__The problem__.
Search the records for the word "crates" and copy every line in which it occurs.

* * * * * * * * *

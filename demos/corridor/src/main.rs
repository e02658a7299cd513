//! corridor — devices driving along a row of roadside cloudlets.
//!
//! Environment:
//!
//! | Variable         | Default          | Meaning                                |
//! |------------------|------------------|----------------------------------------|
//! | `FOGMIG_POLICY`  | `lowest-latency` | one of the four `PolicyKind` names     |
//! | `FOGMIG_CONFIG`  | *(none)*         | path to a `MigrationConfig` JSON file  |
//! | `FOGMIG_OUTPUT`  | `output/corridor`| directory for the CSV output           |
//! | `RUST_LOG`       | `info`           | tracing filter                         |
//!
//! `remote-delegated` also reads `FOGMIG_INFERENCE_URL` and
//! `FOGMIG_INFERENCE_TIMEOUT_MS`.

mod topology;

use std::path::PathBuf;
use std::time::Instant;

use anyhow::{Context, Result};
use rand::rngs::SmallRng;
use rand::{Rng, SeedableRng};
use tracing::info;
use tracing_subscriber::EnvFilter;

use fm_core::{Coordinate, DeviceId, ServerId, SimConfig, Tick};
use fm_inference::InferenceConfig;
use fm_output::{CsvWriter, RecordOutputObserver, RecordWriter};
use fm_policy::{DecisionRecord, MigrationConfig, PolicyKind, build_engine};
use fm_sim::{LinearMobility, MigrationSimBuilder, SimObserver, TickStats};
use fm_topology::{MigPointPolicy, MobileDevice, Topology};

use topology::{AP_COUNT, AP_SPACING, bounds, build_corridor};

// ── Constants ─────────────────────────────────────────────────────────────────

const DEVICE_COUNT:     usize = 12;
const SEED:             u64 = 42;
const TICK_DURATION_MS: u64 = 1_000;
const TOTAL_TICKS:      u64 = 120;

// ── Observer wrapper to count outcomes ───────────────────────────────────────

struct CountingObserver<W: RecordWriter> {
    inner:      RecordOutputObserver<W>,
    decisions:  usize,
    migrations: usize,
    handoffs:   usize,
}

impl<W: RecordWriter> CountingObserver<W> {
    fn new(inner: RecordOutputObserver<W>) -> Self {
        Self { inner, decisions: 0, migrations: 0, handoffs: 0 }
    }
}

impl<W: RecordWriter> SimObserver for CountingObserver<W> {
    fn on_decision(&mut self, record: &DecisionRecord) {
        self.decisions += 1;
        self.inner.on_decision(record);
    }

    fn on_migration(&mut self, tick: Tick, device: &MobileDevice, from: Option<ServerId>, to: ServerId) {
        self.migrations += 1;
        self.inner.on_migration(tick, device, from, to);
    }

    fn on_tick_end(&mut self, tick: Tick, stats: &TickStats) {
        self.handoffs += stats.handoffs;
        self.inner.on_tick_end(tick, stats);
    }

    fn on_sim_end(&mut self, final_tick: Tick) {
        self.inner.on_sim_end(final_tick);
    }
}

// ── Setup ─────────────────────────────────────────────────────────────────────

fn load_config() -> Result<MigrationConfig> {
    let mut config = match std::env::var_os("FOGMIG_CONFIG") {
        Some(path) => {
            let text = std::fs::read_to_string(&path)
                .with_context(|| format!("reading {}", PathBuf::from(&path).display()))?;
            serde_json::from_str(&text).context("parsing migration config")?
        }
        None => MigrationConfig::default(),
    };
    // Environment overrides the file for the inference endpoint.
    if std::env::var_os(fm_inference::ENV_URL).is_some()
        || std::env::var_os(fm_inference::ENV_TIMEOUT_MS).is_some()
    {
        config.inference = InferenceConfig::from_env()?;
    }
    Ok(config)
}

/// Devices scattered along the road, mostly eastbound, each hosted on the
/// cloudlet of the AP it starts under (or the nearest one if that AP has
/// none).
fn place_devices(topology: &Topology, rng: &mut SmallRng) -> Vec<MobileDevice> {
    let east = AP_SPACING * (AP_COUNT - 1) as f64;
    let mut devices = Vec::with_capacity(DEVICE_COUNT);
    while devices.len() < DEVICE_COUNT {
        let coord = Coordinate::new(rng.gen_range(0.0..east), rng.gen_range(-3.0..3.0));
        let Some(ap) = topology.nearest_covering_ap(coord) else { continue };
        let heading = if rng.gen_bool(0.75) { 0.0 } else { 180.0 };
        let speed = if rng.gen_bool(0.1) { 0.0 } else { rng.gen_range(1.0..6.0) };
        let policy = MigPointPolicy::ALL[rng.gen_range(0..MigPointPolicy::ALL.len())];

        let id = DeviceId(devices.len() as u32);
        let mut device = MobileDevice::new(id, format!("car-{}", id.0), coord, ap)
            .with_motion(speed, heading)
            .with_policy(policy);
        let server = topology.ap(ap).and_then(|a| a.server).or_else(|| {
            topology
                .servers()
                .iter()
                .min_by(|a, b| a.coord.distance(coord).total_cmp(&b.coord.distance(coord)))
                .map(|s| s.id)
        });
        if let Some(server) = server {
            device = device.with_server(server);
        }
        devices.push(device);
    }
    devices
}

// ── main ──────────────────────────────────────────────────────────────────────

fn main() -> Result<()> {
    tracing_subscriber::fmt()
        .with_env_filter(EnvFilter::try_from_default_env().unwrap_or_else(|_| EnvFilter::new("info")))
        .init();

    let kind: PolicyKind = match std::env::var("FOGMIG_POLICY") {
        Ok(name) => name.parse()?,
        Err(_) => PolicyKind::LowestLatency,
    };
    let migration_config = load_config()?;
    let out_dir = std::env::var_os("FOGMIG_OUTPUT")
        .map(PathBuf::from)
        .unwrap_or_else(|| PathBuf::from("output/corridor"));

    // 1. Topology and devices.
    let topology = build_corridor()?;
    let sim_config = SimConfig { tick_duration_ms: TICK_DURATION_MS, total_ticks: TOTAL_TICKS, seed: SEED };
    let mut rng = SmallRng::seed_from_u64(sim_config.seed);
    let devices = place_devices(&topology, &mut rng);
    info!(
        policy = %kind,
        aps = topology.ap_count(),
        servers = topology.server_count(),
        devices = devices.len(),
        ticks = sim_config.total_ticks,
        "starting corridor run"
    );

    // 2. Sim.
    let engine = build_engine(kind, &migration_config)?;
    let (min, max) = bounds();
    let mut sim = MigrationSimBuilder::new(sim_config.clone(), topology, engine, LinearMobility::bounded(min, max))
        .devices(devices)
        .build()?;

    // 3. Output.
    std::fs::create_dir_all(&out_dir)?;
    let writer = CsvWriter::new(&out_dir)?;
    let mut obs = CountingObserver::new(RecordOutputObserver::new(writer, &sim_config));

    // 4. Run.
    let t0 = Instant::now();
    sim.run(&mut obs)?;
    let elapsed = t0.elapsed();

    if let Some(e) = obs.inner.take_error() {
        eprintln!("output error: {e}");
    }

    // 5. Summary.
    println!("Simulation complete in {:.3} s", elapsed.as_secs_f64());
    println!("  decisions.csv      : {} rows", obs.decisions);
    println!("  migrations         : {}", obs.migrations);
    println!("  handoffs           : {}", obs.handoffs);
    println!();

    println!("{:<8} {:<10} {:<12} {:<6}", "Device", "AP", "Cloudlet", "Moves");
    println!("{}", "-".repeat(40));
    for d in &sim.devices {
        let ap = sim.topology.ap(d.source_ap).map_or("?", |a| a.name.as_str());
        let server = d
            .current_server
            .and_then(|s| sim.topology.server(s))
            .map_or("-", |s| s.name.as_str());
        println!("{:<8} {:<10} {:<12} {:<6}", d.name, ap, server, d.migrations);
    }

    Ok(())
}
use fm_topology::TopologyError;
use thiserror::Error;

#[derive(Debug, Error)]
pub enum SimError {
    #[error("simulation configuration error: {0}")]
    Config(String),

    #[error("device at position {position} carries id {id}")]
    DeviceIdMismatch { position: usize, id: u32 },

    #[error(transparent)]
    Topology(#[from] TopologyError),
}

pub type SimResult<T> = Result<T, SimError>;
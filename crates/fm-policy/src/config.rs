//! Tunables for the whole decision pipeline.

use fm_inference::InferenceConfig;
use fm_localization::LocalizationParams;
use fm_select::{DistanceLoadCost, SelectorParams};

/// Every knob a [`MigrationEngine`](crate::MigrationEngine) reads.
///
/// With the `serde` feature this deserializes from JSON; missing sections
/// fall back to their defaults.
#[derive(Clone, Debug, Default, PartialEq)]
#[cfg_attr(feature = "serde", derive(serde::Serialize, serde::Deserialize))]
#[cfg_attr(feature = "serde", serde(default))]
pub struct MigrationConfig {
    pub localization: LocalizationParams,
    pub selector:     SelectorParams,
    pub cost:         DistanceLoadCost,
    pub inference:    InferenceConfig,
}
//! `fm-sim` — a minimal tick driver for the migration engine.
//!
//! # Tick loop
//!
//! ```text
//! for tick in 0..config.total_ticks:
//!   ① Move     — advance every device along its heading; hand off to the
//!                nearest covering AP.
//!   ② Decide   — in ascending DeviceId order, call
//!                DecisionPolicy::should_migrate once per device.
//!   ③ Migrate  — on approval, move the workload's load unit to the
//!                destination server and re-point the device.
//! ```
//!
//! Evaluation is strictly sequential: a migration approved for device *n*
//! is visible (as server load) to device *n + 1* in the same tick.
//!
//! # Quick-start
//!
//! ```rust,ignore
//! use fm_policy::{MigrationConfig, PolicyKind, build_engine};
//! use fm_sim::{LinearMobility, MigrationSimBuilder, NoopObserver};
//!
//! let engine = build_engine(PolicyKind::LowestLatency, &MigrationConfig::default())?;
//! let mut sim = MigrationSimBuilder::new(config, topology, engine, LinearMobility::default())
//!     .devices(devices)
//!     .build()?;
//! sim.run(&mut NoopObserver)?;
//! ```

pub mod builder;
pub mod error;
pub mod mobility;
pub mod observer;
pub mod sim;

#[cfg(test)]
mod tests;

pub use builder::MigrationSimBuilder;
pub use error::{SimError, SimResult};
pub use mobility::{LinearMobility, MobilityModel};
pub use observer::{NoopObserver, SimObserver, TickStats};
pub use sim::MigrationSim;
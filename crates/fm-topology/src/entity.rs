//! Access points and edge servers.

use fm_core::{ApId, Coordinate, ServerId};

use crate::MigrationZone;

/// A wireless access point.  Immutable after bootstrap.
#[derive(Clone, Debug, PartialEq)]
#[cfg_attr(feature = "serde", derive(serde::Serialize, serde::Deserialize))]
pub struct ApDevice {
    pub id:    ApId,
    pub name:  String,
    pub coord: Coordinate,
    /// Radio coverage radius; used by handoff, not by the decision core.
    pub coverage_radius: f64,
    pub zone: MigrationZone,
    /// Server co-located with this AP.  `None` for APs without edge compute.
    pub server: Option<ServerId>,
    /// Candidate APs for "next AP" discovery, in discovery order.
    pub neighbors: Vec<ApId>,
}

/// An edge server ("cloudlet").
///
/// Load counters are mutated by the driver when workloads arrive or leave;
/// the decision core only reads them.
#[derive(Clone, Debug, PartialEq)]
#[cfg_attr(feature = "serde", derive(serde::Serialize, serde::Deserialize))]
pub struct Server {
    pub id:    ServerId,
    pub name:  String,
    pub coord: Coordinate,
    /// Fixed processing/queueing latency, independent of distance.
    pub base_latency_ms: f64,
    /// Workload slots.
    pub capacity: u32,
    /// Workloads currently hosted.
    pub load: u32,
    /// Operator switch: a server that is not accepting refuses every
    /// service agreement regardless of headroom.
    pub accepting: bool,
}

impl Server {
    /// Fraction of capacity in use; `1.0` for a zero-capacity server.
    #[inline]
    pub fn utilization(&self) -> f64 {
        if self.capacity == 0 {
            1.0
        } else {
            self.load as f64 / self.capacity as f64
        }
    }

    #[inline]
    pub fn has_headroom(&self) -> bool {
        self.load < self.capacity
    }
}

/// Static attributes for [`TopologyBuilder::add_server`][crate::TopologyBuilder::add_server].
#[derive(Copy, Clone, Debug, PartialEq)]
#[cfg_attr(feature = "serde", derive(serde::Serialize, serde::Deserialize))]
pub struct ServerSpec {
    pub base_latency_ms: f64,
    pub capacity:        u32,
}

impl Default for ServerSpec {
    fn default() -> Self {
        Self { base_latency_ms: 5.0, capacity: 16 }
    }
}
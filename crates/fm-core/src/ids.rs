//! Strongly typed roster indices.
//!
//! Every id is the position of its entity in an ordered roster (`Vec`), so
//! the inner integer doubles as a stable tie-break key: "lowest index wins"
//! is the same as "first seen wins".  Absence is expressed with `Option<Id>`
//! rather than a sentinel value.

use std::fmt;

/// Generate a typed index wrapper around a primitive integer.
macro_rules! typed_id {
    ($(#[$attr:meta])* $vis:vis struct $name:ident($inner:ty);) => {
        $(#[$attr])*
        #[derive(Copy, Clone, PartialEq, Eq, Hash, PartialOrd, Ord, Debug)]
        #[cfg_attr(feature = "serde", derive(serde::Serialize, serde::Deserialize))]
        $vis struct $name(pub $inner);

        impl $name {
            /// Cast to `usize` for direct use as a `Vec` index.
            #[inline(always)]
            pub fn index(self) -> usize {
                self.0 as usize
            }
        }

        impl fmt::Display for $name {
            fn fmt(&self, f: &mut fmt::Formatter<'_>) -> fmt::Result {
                write!(f, "{}({})", stringify!($name), self.0)
            }
        }

        impl From<$name> for usize {
            #[inline(always)]
            fn from(id: $name) -> usize {
                id.0 as usize
            }
        }

        impl TryFrom<usize> for $name {
            type Error = std::num::TryFromIntError;
            fn try_from(n: usize) -> Result<$name, Self::Error> {
                <$inner>::try_from(n).map($name)
            }
        }
    };
}

typed_id! {
    /// Index of a mobile client in the device roster.
    pub struct DeviceId(u32);
}

typed_id! {
    /// Index of a wireless access point in the AP roster.
    pub struct ApId(u32);
}

typed_id! {
    /// Index of an edge server ("cloudlet") in the server roster.
    pub struct ServerId(u32);
}
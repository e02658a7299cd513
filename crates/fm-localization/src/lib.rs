//! `fm-localization` — where a device stands relative to its access point.
//!
//! # Crate layout
//!
//! | Module       | Contents                                                  |
//! |--------------|-----------------------------------------------------------|
//! | [`position`] | `PositionCode`, `classify_position`                       |
//! | [`zone`]     | `LocalizationParams`, `update_zone_and_point`, `localize` |
//!
//! The classifier must run before any policy reads `in_migration_zone` or
//! `at_migration_point`; those flags describe the tick they were computed in
//! and nothing else.

pub mod position;
pub mod zone;


pub use position::{PositionCode, classify_position};
pub use zone::{LocalizationParams, localize, update_zone_and_point};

* * * * * * * * *

__Response box__.
filename crates/fm-policy/src/config.rs
filename crates/fm-topology/src/entity.rs
filename crates/fm-core/src/ids.rs
filename crates/fm-localization/src/lib.rs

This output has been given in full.